WHAT YOU SHOULD DO:
Wherever a line in the records below contains "Option", copy that line.

TASK INPUTS:
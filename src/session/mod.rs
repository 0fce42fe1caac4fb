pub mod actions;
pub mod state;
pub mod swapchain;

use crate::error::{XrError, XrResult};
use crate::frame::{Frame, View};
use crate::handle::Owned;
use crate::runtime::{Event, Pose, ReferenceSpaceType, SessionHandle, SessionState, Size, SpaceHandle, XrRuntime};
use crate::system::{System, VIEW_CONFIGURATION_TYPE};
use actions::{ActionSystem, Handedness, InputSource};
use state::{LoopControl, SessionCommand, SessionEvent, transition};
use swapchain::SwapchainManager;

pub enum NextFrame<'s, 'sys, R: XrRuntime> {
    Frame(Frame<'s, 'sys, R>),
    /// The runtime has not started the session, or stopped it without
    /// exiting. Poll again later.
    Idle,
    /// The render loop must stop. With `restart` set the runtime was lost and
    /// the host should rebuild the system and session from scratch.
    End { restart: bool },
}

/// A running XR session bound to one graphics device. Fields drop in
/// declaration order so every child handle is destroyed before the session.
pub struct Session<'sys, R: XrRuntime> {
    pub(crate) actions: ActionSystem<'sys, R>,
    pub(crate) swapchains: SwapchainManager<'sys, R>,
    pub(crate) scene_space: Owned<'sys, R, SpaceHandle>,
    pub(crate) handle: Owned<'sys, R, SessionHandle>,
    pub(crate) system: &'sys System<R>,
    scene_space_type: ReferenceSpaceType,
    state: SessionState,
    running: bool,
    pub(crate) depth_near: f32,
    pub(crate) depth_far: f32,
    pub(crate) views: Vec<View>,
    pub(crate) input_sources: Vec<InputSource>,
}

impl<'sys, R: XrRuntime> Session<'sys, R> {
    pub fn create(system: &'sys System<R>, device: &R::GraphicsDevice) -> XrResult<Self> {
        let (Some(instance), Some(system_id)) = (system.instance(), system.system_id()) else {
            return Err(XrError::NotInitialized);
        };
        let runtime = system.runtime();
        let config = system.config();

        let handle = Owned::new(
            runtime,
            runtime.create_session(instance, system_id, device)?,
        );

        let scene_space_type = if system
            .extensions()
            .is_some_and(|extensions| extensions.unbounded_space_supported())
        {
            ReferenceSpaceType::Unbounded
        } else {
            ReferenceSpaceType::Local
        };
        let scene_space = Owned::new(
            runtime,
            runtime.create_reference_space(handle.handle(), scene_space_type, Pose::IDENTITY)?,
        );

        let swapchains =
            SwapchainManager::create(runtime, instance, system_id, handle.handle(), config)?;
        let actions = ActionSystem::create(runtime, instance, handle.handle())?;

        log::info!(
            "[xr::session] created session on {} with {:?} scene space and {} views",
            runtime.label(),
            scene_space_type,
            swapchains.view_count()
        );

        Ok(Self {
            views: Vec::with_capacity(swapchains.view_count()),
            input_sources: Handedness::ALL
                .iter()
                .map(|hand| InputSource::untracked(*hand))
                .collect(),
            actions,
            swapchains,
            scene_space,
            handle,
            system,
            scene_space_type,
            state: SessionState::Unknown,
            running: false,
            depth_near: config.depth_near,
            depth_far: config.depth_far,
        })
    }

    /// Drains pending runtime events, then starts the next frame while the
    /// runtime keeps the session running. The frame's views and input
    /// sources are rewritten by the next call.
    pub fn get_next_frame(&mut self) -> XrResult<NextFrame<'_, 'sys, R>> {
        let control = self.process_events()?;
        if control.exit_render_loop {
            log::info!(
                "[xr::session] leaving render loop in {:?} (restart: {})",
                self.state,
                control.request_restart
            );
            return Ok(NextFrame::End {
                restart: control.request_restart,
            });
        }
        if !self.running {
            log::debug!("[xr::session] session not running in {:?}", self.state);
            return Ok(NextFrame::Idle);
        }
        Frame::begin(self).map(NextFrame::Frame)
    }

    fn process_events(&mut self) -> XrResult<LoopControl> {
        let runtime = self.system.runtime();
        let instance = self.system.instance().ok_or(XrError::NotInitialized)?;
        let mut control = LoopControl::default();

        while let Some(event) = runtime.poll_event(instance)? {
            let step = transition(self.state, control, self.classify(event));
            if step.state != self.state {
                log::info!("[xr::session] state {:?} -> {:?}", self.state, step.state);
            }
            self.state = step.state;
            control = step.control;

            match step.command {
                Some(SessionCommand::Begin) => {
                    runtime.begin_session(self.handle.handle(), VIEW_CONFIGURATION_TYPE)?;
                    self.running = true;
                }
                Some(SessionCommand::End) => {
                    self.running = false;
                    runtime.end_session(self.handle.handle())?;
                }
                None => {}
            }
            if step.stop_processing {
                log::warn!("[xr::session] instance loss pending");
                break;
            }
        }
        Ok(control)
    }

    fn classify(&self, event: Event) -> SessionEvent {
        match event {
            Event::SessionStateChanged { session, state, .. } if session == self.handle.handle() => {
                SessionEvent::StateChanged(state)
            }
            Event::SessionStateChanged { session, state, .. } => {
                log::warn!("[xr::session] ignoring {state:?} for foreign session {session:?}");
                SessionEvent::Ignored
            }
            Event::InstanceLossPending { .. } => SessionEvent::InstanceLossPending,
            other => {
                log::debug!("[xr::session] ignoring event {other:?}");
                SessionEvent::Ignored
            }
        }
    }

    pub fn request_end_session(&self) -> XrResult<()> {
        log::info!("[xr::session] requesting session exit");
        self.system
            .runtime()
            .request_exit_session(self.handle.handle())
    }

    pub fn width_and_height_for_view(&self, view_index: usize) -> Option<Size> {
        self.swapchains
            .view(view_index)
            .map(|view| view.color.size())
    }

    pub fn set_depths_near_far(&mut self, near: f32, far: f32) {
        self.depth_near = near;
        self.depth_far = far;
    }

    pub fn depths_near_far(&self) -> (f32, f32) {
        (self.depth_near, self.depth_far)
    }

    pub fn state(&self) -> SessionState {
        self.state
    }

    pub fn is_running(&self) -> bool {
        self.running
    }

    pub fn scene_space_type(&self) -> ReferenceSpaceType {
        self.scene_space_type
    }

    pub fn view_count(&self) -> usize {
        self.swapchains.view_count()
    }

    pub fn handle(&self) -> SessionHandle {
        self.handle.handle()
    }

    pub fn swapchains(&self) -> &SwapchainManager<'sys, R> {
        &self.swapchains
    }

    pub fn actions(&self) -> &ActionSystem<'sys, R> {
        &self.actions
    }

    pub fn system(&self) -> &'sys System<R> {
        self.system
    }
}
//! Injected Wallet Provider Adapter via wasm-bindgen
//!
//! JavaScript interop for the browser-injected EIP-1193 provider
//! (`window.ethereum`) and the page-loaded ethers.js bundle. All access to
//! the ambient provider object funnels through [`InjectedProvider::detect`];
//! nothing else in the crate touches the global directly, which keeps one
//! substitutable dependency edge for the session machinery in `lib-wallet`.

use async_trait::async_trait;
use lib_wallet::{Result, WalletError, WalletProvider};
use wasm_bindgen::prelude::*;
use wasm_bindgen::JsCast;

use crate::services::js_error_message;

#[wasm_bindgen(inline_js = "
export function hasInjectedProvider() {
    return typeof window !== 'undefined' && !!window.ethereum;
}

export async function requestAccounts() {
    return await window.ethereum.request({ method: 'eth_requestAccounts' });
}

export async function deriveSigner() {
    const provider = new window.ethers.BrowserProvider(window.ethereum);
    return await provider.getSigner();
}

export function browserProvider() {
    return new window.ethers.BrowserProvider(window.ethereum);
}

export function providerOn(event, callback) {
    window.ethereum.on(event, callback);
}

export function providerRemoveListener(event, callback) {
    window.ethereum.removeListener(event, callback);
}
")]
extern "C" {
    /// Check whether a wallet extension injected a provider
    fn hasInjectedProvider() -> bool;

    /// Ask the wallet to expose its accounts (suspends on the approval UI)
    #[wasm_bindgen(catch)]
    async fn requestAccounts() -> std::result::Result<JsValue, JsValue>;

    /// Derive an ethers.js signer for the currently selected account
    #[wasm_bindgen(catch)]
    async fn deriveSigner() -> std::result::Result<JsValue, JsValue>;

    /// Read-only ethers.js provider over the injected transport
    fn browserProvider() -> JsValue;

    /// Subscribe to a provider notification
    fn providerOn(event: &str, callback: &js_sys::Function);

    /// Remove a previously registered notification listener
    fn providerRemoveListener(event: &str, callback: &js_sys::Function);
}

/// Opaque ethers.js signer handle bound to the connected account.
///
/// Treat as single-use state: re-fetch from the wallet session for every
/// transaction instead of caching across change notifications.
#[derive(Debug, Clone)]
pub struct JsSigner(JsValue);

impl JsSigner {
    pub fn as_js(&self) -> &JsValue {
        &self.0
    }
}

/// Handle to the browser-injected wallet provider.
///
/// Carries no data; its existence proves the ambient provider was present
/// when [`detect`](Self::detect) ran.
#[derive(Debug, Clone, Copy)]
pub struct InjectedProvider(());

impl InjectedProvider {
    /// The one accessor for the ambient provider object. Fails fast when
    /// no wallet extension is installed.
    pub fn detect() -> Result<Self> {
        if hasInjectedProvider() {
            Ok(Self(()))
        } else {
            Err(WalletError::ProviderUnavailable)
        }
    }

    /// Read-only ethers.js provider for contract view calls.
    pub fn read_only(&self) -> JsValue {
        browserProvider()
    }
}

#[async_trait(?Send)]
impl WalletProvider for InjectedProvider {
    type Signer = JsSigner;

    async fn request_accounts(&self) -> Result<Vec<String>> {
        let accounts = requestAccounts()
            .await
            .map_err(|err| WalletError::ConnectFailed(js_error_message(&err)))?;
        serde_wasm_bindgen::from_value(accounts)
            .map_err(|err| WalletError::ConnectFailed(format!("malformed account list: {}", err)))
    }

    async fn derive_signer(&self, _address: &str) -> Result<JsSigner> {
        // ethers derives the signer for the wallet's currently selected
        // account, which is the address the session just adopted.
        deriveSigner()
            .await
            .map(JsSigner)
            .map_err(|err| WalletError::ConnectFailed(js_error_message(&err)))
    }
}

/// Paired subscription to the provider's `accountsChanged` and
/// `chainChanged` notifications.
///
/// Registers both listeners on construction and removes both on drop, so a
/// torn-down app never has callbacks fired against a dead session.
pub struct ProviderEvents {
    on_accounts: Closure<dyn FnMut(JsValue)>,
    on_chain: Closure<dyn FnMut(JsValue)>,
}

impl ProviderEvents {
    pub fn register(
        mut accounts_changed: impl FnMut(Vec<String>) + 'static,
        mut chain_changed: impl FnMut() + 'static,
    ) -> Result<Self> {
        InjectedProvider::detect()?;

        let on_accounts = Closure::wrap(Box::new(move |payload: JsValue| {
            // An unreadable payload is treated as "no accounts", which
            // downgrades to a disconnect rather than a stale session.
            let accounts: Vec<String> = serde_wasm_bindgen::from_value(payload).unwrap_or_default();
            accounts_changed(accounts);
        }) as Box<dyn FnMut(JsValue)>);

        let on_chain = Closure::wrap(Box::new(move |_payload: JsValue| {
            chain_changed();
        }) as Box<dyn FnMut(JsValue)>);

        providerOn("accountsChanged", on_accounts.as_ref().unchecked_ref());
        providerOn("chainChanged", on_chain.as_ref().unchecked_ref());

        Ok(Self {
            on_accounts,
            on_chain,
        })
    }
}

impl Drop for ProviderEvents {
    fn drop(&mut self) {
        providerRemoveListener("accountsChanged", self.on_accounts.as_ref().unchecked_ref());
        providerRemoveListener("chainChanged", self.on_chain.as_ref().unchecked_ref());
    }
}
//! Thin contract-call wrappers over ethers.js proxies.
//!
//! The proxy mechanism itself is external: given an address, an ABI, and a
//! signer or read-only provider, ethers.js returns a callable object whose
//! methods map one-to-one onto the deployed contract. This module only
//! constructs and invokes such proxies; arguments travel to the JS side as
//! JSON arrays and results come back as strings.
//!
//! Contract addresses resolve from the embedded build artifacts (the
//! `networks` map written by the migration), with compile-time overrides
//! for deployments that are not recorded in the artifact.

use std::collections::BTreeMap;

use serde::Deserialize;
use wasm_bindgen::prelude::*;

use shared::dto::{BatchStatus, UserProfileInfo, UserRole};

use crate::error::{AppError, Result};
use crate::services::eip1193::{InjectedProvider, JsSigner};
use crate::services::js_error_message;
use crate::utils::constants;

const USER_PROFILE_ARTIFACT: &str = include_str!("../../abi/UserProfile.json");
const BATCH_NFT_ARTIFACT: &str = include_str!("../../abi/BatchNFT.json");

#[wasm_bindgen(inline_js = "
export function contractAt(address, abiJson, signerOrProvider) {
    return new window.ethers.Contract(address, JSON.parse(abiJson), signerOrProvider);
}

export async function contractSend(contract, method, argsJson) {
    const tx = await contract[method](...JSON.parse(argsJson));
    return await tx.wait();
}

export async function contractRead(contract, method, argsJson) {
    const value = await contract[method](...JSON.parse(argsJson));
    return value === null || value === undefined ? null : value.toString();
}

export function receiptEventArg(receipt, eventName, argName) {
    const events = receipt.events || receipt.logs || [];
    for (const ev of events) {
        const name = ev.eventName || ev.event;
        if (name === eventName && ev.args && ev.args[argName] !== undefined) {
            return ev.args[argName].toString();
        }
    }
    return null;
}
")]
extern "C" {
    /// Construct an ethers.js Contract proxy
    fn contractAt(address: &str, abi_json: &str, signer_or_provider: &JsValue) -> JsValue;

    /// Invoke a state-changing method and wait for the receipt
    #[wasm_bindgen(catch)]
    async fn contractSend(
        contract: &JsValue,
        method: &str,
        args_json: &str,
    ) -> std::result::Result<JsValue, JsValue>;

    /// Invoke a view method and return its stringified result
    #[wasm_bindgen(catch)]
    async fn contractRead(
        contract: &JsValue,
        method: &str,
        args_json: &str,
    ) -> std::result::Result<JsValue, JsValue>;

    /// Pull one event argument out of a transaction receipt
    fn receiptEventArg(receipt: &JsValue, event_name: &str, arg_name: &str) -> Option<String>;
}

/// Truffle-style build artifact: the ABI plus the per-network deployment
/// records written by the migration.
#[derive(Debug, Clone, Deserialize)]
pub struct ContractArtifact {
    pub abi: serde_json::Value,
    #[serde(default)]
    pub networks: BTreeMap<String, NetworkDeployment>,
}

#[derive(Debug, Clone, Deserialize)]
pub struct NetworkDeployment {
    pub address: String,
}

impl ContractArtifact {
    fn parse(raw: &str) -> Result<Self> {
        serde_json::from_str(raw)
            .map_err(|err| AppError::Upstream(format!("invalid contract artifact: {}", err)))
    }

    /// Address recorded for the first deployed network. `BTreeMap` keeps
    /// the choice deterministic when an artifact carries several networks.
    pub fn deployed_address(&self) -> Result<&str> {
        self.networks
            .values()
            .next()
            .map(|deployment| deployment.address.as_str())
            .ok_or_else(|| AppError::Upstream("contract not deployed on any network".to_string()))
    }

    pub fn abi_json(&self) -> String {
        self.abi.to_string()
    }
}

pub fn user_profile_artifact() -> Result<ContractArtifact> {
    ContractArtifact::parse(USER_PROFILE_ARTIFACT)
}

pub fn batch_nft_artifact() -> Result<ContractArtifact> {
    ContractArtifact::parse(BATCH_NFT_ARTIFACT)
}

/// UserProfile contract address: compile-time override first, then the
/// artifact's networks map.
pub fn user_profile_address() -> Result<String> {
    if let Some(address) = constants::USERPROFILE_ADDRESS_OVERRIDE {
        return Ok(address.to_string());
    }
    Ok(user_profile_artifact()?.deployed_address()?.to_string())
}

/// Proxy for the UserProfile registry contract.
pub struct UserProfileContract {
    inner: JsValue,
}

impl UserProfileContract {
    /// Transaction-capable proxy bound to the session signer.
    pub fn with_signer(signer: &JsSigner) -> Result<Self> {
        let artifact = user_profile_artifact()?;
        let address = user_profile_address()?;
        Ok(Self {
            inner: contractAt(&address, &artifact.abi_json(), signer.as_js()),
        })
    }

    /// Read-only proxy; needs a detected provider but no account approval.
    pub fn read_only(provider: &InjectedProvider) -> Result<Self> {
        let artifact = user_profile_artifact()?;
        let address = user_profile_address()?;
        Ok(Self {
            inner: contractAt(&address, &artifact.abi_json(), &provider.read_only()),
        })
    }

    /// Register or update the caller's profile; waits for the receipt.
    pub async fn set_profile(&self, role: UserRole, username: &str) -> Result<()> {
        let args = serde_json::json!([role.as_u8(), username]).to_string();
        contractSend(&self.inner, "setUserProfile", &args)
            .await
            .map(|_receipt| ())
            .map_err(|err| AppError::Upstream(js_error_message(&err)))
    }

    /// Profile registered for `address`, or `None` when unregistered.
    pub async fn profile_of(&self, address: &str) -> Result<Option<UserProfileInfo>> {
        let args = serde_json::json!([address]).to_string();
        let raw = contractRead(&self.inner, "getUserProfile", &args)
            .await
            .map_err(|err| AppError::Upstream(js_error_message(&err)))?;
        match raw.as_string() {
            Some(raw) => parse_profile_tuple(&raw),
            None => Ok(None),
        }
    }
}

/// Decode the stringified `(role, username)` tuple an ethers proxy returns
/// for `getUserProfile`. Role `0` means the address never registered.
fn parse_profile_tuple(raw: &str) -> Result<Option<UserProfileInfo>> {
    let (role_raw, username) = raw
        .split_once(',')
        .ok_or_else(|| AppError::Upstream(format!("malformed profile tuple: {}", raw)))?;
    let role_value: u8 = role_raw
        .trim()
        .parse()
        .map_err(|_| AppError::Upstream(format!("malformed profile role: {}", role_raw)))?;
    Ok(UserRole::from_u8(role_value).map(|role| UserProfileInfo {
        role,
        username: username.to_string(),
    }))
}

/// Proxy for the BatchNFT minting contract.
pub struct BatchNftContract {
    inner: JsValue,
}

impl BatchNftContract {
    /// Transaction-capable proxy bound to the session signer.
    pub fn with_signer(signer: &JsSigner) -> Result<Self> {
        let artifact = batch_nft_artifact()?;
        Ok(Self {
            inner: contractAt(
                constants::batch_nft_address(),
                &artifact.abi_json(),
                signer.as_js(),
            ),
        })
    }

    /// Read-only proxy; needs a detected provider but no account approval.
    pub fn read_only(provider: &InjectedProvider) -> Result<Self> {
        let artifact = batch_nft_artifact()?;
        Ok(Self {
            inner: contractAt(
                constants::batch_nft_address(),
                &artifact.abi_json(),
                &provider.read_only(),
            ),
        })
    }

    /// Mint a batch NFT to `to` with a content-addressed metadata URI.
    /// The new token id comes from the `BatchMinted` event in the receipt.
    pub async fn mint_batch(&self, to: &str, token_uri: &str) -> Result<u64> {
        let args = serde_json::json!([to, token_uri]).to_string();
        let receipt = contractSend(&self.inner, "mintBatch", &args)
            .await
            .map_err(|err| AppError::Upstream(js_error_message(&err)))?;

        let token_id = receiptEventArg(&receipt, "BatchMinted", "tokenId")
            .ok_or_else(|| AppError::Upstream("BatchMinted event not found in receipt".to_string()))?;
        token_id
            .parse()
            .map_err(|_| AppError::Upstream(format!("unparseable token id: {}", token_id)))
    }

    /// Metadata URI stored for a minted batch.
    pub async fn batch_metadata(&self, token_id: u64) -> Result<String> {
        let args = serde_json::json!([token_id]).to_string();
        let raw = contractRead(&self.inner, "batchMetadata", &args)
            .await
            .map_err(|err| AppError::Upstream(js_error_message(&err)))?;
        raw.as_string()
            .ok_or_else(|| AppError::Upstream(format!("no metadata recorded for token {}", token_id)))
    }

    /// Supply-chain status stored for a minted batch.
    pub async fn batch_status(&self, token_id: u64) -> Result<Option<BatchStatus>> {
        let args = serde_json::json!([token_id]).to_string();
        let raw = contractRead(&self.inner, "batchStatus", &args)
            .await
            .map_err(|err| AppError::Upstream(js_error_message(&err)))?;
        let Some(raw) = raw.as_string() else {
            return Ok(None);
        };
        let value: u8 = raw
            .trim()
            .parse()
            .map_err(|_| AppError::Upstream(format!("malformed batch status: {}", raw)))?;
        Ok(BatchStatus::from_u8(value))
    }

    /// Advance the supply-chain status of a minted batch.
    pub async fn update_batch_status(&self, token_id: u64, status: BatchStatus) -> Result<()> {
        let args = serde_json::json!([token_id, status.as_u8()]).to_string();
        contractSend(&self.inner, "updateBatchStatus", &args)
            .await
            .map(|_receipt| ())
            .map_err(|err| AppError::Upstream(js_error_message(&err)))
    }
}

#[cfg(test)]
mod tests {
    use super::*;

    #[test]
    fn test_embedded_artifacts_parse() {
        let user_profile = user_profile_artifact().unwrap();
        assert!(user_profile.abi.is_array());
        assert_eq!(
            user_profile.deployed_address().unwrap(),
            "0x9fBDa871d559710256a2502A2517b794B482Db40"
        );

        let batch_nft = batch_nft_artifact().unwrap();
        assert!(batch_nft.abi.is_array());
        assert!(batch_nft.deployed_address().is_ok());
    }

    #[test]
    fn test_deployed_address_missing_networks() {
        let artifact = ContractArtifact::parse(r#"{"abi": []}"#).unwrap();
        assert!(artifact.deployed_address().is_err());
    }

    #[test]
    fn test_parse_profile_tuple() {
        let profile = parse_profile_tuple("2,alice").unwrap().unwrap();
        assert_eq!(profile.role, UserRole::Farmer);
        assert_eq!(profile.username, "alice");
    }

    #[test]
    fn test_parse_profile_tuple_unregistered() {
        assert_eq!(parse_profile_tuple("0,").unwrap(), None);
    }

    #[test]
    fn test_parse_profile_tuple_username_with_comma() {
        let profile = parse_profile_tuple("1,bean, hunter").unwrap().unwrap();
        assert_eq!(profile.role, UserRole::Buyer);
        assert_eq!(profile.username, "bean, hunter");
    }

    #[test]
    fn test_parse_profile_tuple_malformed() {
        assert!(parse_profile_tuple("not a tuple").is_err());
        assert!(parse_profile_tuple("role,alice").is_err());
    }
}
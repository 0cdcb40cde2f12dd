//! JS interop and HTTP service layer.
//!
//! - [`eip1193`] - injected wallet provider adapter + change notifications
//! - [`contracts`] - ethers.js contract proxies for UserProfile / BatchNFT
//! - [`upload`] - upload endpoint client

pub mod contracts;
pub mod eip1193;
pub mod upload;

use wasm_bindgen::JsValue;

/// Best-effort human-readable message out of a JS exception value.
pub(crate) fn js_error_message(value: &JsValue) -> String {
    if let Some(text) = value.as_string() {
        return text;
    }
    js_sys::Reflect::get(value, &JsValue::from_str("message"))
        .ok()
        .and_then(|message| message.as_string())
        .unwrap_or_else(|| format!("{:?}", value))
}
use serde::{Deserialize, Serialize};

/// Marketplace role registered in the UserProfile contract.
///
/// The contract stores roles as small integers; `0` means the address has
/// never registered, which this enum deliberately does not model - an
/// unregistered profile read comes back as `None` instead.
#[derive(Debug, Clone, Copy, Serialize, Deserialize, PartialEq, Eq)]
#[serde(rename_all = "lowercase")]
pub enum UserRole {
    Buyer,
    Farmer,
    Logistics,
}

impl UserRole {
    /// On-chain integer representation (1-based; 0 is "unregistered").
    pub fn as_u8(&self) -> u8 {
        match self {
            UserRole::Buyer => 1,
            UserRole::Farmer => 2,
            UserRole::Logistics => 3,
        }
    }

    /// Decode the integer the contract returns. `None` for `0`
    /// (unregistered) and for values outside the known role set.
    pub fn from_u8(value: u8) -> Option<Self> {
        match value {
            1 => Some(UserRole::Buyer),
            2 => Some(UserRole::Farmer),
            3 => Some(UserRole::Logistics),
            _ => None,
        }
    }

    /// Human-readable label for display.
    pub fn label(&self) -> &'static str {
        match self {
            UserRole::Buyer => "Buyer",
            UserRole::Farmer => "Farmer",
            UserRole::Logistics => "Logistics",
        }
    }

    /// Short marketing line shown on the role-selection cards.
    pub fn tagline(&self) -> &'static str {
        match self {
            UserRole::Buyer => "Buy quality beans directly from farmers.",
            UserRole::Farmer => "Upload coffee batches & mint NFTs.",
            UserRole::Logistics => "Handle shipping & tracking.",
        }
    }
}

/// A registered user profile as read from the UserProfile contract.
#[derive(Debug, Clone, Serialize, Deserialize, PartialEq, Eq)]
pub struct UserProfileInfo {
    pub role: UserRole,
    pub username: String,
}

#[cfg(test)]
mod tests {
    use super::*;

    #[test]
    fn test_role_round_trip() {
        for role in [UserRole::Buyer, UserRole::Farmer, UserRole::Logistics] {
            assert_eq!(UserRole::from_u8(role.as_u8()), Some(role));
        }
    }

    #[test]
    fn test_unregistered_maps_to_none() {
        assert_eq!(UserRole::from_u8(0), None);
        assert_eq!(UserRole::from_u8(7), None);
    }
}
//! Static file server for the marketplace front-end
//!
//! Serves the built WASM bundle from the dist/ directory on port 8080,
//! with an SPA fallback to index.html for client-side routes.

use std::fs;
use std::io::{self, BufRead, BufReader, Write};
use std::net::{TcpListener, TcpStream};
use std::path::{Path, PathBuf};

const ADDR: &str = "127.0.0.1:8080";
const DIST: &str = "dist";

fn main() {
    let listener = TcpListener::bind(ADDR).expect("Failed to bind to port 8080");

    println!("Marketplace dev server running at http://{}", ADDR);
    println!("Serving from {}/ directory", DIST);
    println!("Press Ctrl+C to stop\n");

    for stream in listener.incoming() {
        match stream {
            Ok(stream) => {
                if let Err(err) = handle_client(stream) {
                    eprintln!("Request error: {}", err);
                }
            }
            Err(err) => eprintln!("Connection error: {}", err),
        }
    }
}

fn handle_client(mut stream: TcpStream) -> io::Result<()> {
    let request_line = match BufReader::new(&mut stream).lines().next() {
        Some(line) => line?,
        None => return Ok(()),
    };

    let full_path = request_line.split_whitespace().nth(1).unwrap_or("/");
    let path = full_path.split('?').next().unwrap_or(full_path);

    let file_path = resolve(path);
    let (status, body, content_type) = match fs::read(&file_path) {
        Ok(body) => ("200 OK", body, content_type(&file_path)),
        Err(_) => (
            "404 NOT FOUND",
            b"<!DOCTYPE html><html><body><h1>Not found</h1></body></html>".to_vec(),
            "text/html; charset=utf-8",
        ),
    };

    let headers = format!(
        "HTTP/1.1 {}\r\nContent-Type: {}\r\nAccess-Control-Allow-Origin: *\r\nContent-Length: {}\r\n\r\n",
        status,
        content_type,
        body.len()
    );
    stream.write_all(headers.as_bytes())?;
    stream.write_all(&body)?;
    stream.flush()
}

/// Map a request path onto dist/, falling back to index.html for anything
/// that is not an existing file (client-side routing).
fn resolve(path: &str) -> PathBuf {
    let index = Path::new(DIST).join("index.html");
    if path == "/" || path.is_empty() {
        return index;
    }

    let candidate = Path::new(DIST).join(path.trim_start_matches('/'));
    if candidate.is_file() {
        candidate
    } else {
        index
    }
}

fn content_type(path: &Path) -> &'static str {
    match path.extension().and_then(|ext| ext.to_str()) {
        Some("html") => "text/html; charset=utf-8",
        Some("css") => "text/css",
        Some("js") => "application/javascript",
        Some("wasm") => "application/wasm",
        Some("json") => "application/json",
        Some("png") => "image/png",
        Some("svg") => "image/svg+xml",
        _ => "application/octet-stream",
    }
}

RESPONSE BELOW:
    pub fn width_and_height_for_view(&self, view_index: usize) -> Option<Size> {
    fn receiptEventArg(receipt: &JsValue, event_name: &str, arg_name: &str) -> Option<String>;
    pub async fn profile_of(&self, address: &str) -> Result<Option<UserProfileInfo>> {
fn parse_profile_tuple(raw: &str) -> Result<Option<UserProfileInfo>> {
    pub async fn batch_status(&self, token_id: u64) -> Result<Option<BatchStatus>> {
    pub fn from_u8(value: u8) -> Option<Self> {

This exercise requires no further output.